= History of Bangkok =

Timeline
| c 14th century | Settlement of Bangkok |
| c 1538 | Construction of river bypass canal |
| 1688 | Siege of Bangkok expels French garrison |
| 1767 | Fall of Ayutthaya; Taksin establishes Thonburi as capital |
| 1782 | Phutthayotfa Chulalok moves capital to eastern bank |
| 1820 | Cholera pandemic kills 30,000 |
| 1849 | Cholera again devastates population |
| 1864 | First paved road constructed |
| 1893 | Paknam railway opens, Paknam Incident & French blockade |
| 1894 | Electric trams begin service |
| 1914 | Beginning of city water supply |
| 1924 | Don Mueang Airport opens |
| 1925 | First recorded flood |
| 1932 | Memorial Bridge opens & coup ends absolute monarchy |
| 1941–45 | Bombing of Bangkok in World War II |
| 1942 | City-wide flooding lasts 2 months |
| 1966 | Bangkok hosts the 5th Asian Games |
| 1968 | First high-rise building constructed & Bangkok tram service ends |
| 1972 | Merger of Phra Nakhon and Thonburi Provinces |
| 1975 | Establishment of Bangkok Metropolitan Administration & first governor election |
| 1981 | First expressway opens to service |
| 1986 | Rama IX Bridge opens |
| 1990 | Gas truck explodes on New Petchburi Road |
| 1995 | Prannok Pier capsizes |
| 1998 | Bangkok hosts Asian Games for the fourth time |
| 1999 | First mass-rapid transit line in Bangkok opens (BTS Sukumvit and Silom Lines) |
| 2004 | Metropolitan Rapid Transit (Bangkok) Blue Line opens |
| 2006 | Suvarnabhumi Airport opens |
| 2011 | Severe floods inundate parts of city |
| 2015 | August 2015 Bangkok bombing kills 23 in Thailand's deadliest-ever single terrorist attack |
| 2016 | King Power Mahanakhon is complete. It was the tallest skyscraper in Thailand. |
| 2021 | Krung Thep Aphiwat Central Terminal opens |
| 2024 | Major reform of the bus system |
| 2025 | An earthquake in Bangkok & a sinkhole on Samsen Road |

The history of Bangkok, the capital of Thailand, dates at least to the early 15th century, when it was under the rule of Ayutthaya. Due to its strategic location near the mouth of the Chao Phraya River, the town gradually increased in importance, and after the fall of Ayutthaya King Taksin established his new capital of Thonburi there, on the river's west bank.
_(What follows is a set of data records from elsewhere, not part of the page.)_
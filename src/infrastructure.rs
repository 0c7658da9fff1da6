//! Infrastructure layer: host-page access, parsing, the pricing backend,
//! widget rendering, configuration and logging.

pub mod backend;
pub mod config;
pub mod credentials;
pub mod host_document;
pub mod logging;
pub mod parsing;
pub mod parsing_error;
pub mod widget;

// Re-export commonly used items
pub use backend::{GgDealsBackend, PricingBackend};
pub use config::OverlayConfig;
pub use credentials::CredentialStore;
pub use host_document::{HostDocument, ReadyState, StaticDocument};
pub use parsing::{ContextResolver, parse_price_record};
pub use parsing_error::{ParsingError, ParsingResult};
pub use widget::WidgetRenderer;
//! On-disk persistence of the pricing-service API key.

use std::path::PathBuf;

use anyhow::{Context, Result};
use serde::{Deserialize, Serialize};
use tokio::fs;
use tracing::info;

#[derive(Debug, Default, Serialize, Deserialize)]
struct StoredCredentials {
    #[serde(default)]
    api_key: String,
}

/// File-backed credential store under the user configuration directory.
#[derive(Debug, Clone)]
pub struct CredentialStore {
    path: PathBuf,
}

impl CredentialStore {
    /// Store at the platform configuration directory.
    pub fn new() -> Result<Self> {
        let config_dir = dirs::config_dir()
            .context("failed to get user config directory")?
            .join("bestprice");
        Ok(Self {
            path: config_dir.join("credentials.json"),
        })
    }

    /// Store at an explicit file path.
    pub fn with_path(path: impl Into<PathBuf>) -> Self {
        Self { path: path.into() }
    }

    /// The persisted API key, or the empty string when nothing is stored.
    pub async fn load_api_key(&self) -> Result<String> {
        if !self.path.exists() {
            return Ok(String::new());
        }
        let content = fs::read_to_string(&self.path)
            .await
            .with_context(|| format!("failed to read credentials from {:?}", self.path))?;
        let stored: StoredCredentials = serde_json::from_str(&content)
            .with_context(|| format!("credentials file {:?} is not valid JSON", self.path))?;
        Ok(stored.api_key)
    }

    /// Persist the API key, creating the directory on first run.
    pub async fn save_api_key(&self, key: &str) -> Result<bool> {
        if let Some(dir) = self.path.parent() {
            if !dir.exists() {
                fs::create_dir_all(dir)
                    .await
                    .with_context(|| format!("failed to create config directory {dir:?}"))?;
            }
        }
        let stored = StoredCredentials {
            api_key: key.to_string(),
        };
        let content =
            serde_json::to_string_pretty(&stored).context("failed to serialize credentials")?;
        fs::write(&self.path, content)
            .await
            .with_context(|| format!("failed to write credentials to {:?}", self.path))?;
        info!("persisted API credential");
        Ok(true)
    }
}
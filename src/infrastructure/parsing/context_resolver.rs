//! Product and region resolution from the ambient host page.
//!
//! The product id comes from the URL path; the region code is attempted from
//! three sources in priority order, each failing independently. Resolution
//! yields either a complete context or nothing at all - logged-out and
//! non-standard pages are expected to fail here, silently.

use once_cell::sync::Lazy;
use regex::Regex;
use tracing::debug;
use url::Url;

use crate::domain::ProductContext;
use crate::infrastructure::config::OverlayConfig;
use crate::infrastructure::host_document::HostDocument;
use crate::infrastructure::parsing_error::{ParsingError, ParsingResult};

static APP_ID_PATTERN: Lazy<Regex> =
    Lazy::new(|| Regex::new(r"/app/(\d+)").expect("valid app id pattern"));

/// Resolves the product/region pair the pricing call needs.
pub struct ContextResolver {
    config: OverlayConfig,
    cookie_pattern: Regex,
}

impl ContextResolver {
    pub fn new(config: OverlayConfig) -> Self {
        let cookie_pattern = Regex::new(&format!(
            r"{}=([A-Za-z]{{2}})",
            regex::escape(&config.country_cookie)
        ))
        .expect("valid cookie pattern");
        Self {
            config,
            cookie_pattern,
        }
    }

    /// Extract the product id and region code, or nothing when either is
    /// missing. Never a partial context, never an error.
    pub fn resolve(
        &self,
        current_url: &str,
        document: &dyn HostDocument,
    ) -> Option<ProductContext> {
        let product_id = extract_product_id(current_url)?;
        let region_code = self.resolve_region_code(document)?;
        Some(ProductContext::new(product_id, &region_code))
    }

    /// Region code by source priority: config blob, user-info blob, cookie.
    /// A malformed blob or a non-two-letter value fails that source only.
    fn resolve_region_code(&self, document: &dyn HostDocument) -> Option<String> {
        match self.region_from_blob(document, &self.config.config_attribute, "COUNTRY") {
            Ok(Some(code)) => return Some(code),
            Ok(None) => {}
            Err(e) => debug!("config blob region source failed: {e}"),
        }

        match self.region_from_blob(document, &self.config.userinfo_attribute, "country_code") {
            Ok(Some(code)) => return Some(code),
            Ok(None) => {}
            Err(e) => debug!("user-info blob region source failed: {e}"),
        }

        if let Some(code) = self.region_from_cookie(document) {
            return Some(code);
        }

        debug!("all region code sources failed");
        None
    }

    fn region_from_blob(
        &self,
        document: &dyn HostDocument,
        attribute: &str,
        field: &str,
    ) -> ParsingResult<Option<String>> {
        let Some(raw) = document.element_attribute(&self.config.config_element_id, attribute)
        else {
            return Ok(None);
        };
        let blob: serde_json::Value = serde_json::from_str(&raw)
            .map_err(|e| ParsingError::blob_decode_failed(attribute, e.to_string()))?;
        match blob.get(field).and_then(|value| value.as_str()) {
            Some(value) => validate_region_code(value).map(Some),
            None => Ok(None),
        }
    }

    fn region_from_cookie(&self, document: &dyn HostDocument) -> Option<String> {
        let cookies = document.cookies();
        self.cookie_pattern
            .captures(&cookies)
            .map(|captures| captures[1].to_string())
    }
}

/// First digit run after an `/app/` path segment, if any.
pub fn extract_product_id(current_url: &str) -> Option<String> {
    // Match against the parsed path when the URL is well-formed, the raw
    // string otherwise (hosts occasionally hand over relative URLs).
    let haystack = Url::parse(current_url)
        .map(|url| url.path().to_string())
        .unwrap_or_else(|_| current_url.to_string());
    APP_ID_PATTERN
        .captures(&haystack)
        .map(|captures| captures[1].to_string())
}

/// A region source only counts when it yields exactly two ASCII letters;
/// anything else fails that source and the next one is tried.
fn validate_region_code(value: &str) -> ParsingResult<String> {
    if value.len() == 2 && value.chars().all(|c| c.is_ascii_alphabetic()) {
        Ok(value.to_string())
    } else {
        Err(ParsingError::invalid_region_code(value))
    }
}
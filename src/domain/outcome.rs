//! Render outcomes reported by the widget renderer.

use serde::{Deserialize, Serialize};

/// Result of one widget render attempt against the host document.
#[derive(Debug, Clone, Copy, PartialEq, Eq, Serialize, Deserialize)]
pub enum RenderOutcome {
    /// The widget container was inserted before the anchor element.
    Inserted,
    /// A widget with the fixed identity already exists; nothing inserted.
    SkippedAlreadyMounted,
    /// The anchor element is absent from the host layout.
    SkippedNoAnchor,
    /// Every price field carried the sentinel; nothing worth showing.
    SkippedNoData,
}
King Phutthayotfa Chulalok, who succeeded Taksin, moved the capital to the eastern bank in 1782, to which the city dates its foundation under its current Thai name, "Krung Thep Maha Nakhon". Bangkok has since undergone tremendous changes, growing rapidly, especially in the second half of the 20th century, to become the primate city of Thailand. It was the centre of Siam's modernization in the late 19th century, subjected to Allied bombing during the Second World War, and has long been the modern nation's central political stage, with numerous uprisings and coups d'état having taken place on its streets throughout the years.

==Under Ayutthaya==
It is not known exactly when the area which is now Bangkok was first settled. It probably originated as a small farming and trading community, situated in a meander of the Chao Phraya River within the mandala of Ayutthaya's influence. The town had become an important customs outpost by as early as the 15th century; the title of its customs official is given as Nai Phra Khanon Thonburi (นายพระขนอนทณบุรี) in a document from the reign of Ayutthayan king Chao Sam Phraya (1424–1448). The name also appears in the 1805 revised code of laws known as the Law of Three Seals.

At the time, the Chao Phraya flowed through what are now the Bangkok Noi and Bangkok Yai canals, forming a large loop in which lay the town. In the reign of King Chairacha (either in 1538 or 1542), a waterway was excavated, bypassing the loop and shortening the route for ships sailing up to Ayutthaya. The flow of the river has since changed to follow the new waterway, dividing the town and making the western part an island. This geographical feature may have given the town the name Bang Ko (บางเกาะ), meaning 'island village', which later became Bangkok (บางกอก, pronounced in Thai as /th/). Another theory regarding the origin of the name speculates that it is shortened from Bang Makok (บางมะกอก), makok being the name of Spondias pinnata, a plant bearing olive-like fruit. This is supported by the fact that Wat Arun, a historic temple in the area, used to be named Wat Makok. Specific mention of the town was first made in the royal chronicles from the reign of King Maha Chakkraphat (1548–1568), giving its name as Thonburi Si Mahasamut (ธนบุรีศรีมหาสมุทร). Bangkok was probably a colloquial name, albeit one widely adopted by foreign visitors.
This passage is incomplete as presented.